Recorded data:
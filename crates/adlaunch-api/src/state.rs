//! Application state and sub-state extractors.
//!
//! Collaborators sit behind trait objects so the orchestrator and the
//! integration tests only ever see the seams. `Config` and `StoreState` are
//! extractable on their own via `FromRef`.

use axum::extract::FromRef;
use std::sync::Arc;

use adlaunch_core::{Config, TokenCipher};
use adlaunch_db::{BrandStore, DraftStore};
use adlaunch_meta::{GraphApiFactory, MediaFetcher};
use adlaunch_services::{NotificationSink, ObjectListing};

/// Brand and draft stores used by the launch pipeline.
#[derive(Clone)]
pub struct StoreState {
    pub brand_store: Arc<dyn BrandStore>,
    pub draft_store: Arc<dyn DraftStore>,
}

#[derive(Clone)]
pub struct AppState {
    pub config: Config,
    pub cipher: TokenCipher,
    pub stores: StoreState,
    pub graph_factory: Arc<dyn GraphApiFactory>,
    pub media_fetcher: Arc<dyn MediaFetcher>,
    pub object_listing: Arc<dyn ObjectListing>,
    pub notifier: Arc<dyn NotificationSink>,
}

impl FromRef<AppState> for Config {
    fn from_ref(state: &AppState) -> Self {
        state.config.clone()
    }
}

impl FromRef<AppState> for StoreState {
    fn from_ref(state: &AppState) -> Self {
        state.stores.clone()
    }
}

Exercise requirements: Copy each line of the listing that carries the word "struct".

Reply:
pub struct StoreState {
pub struct AppState {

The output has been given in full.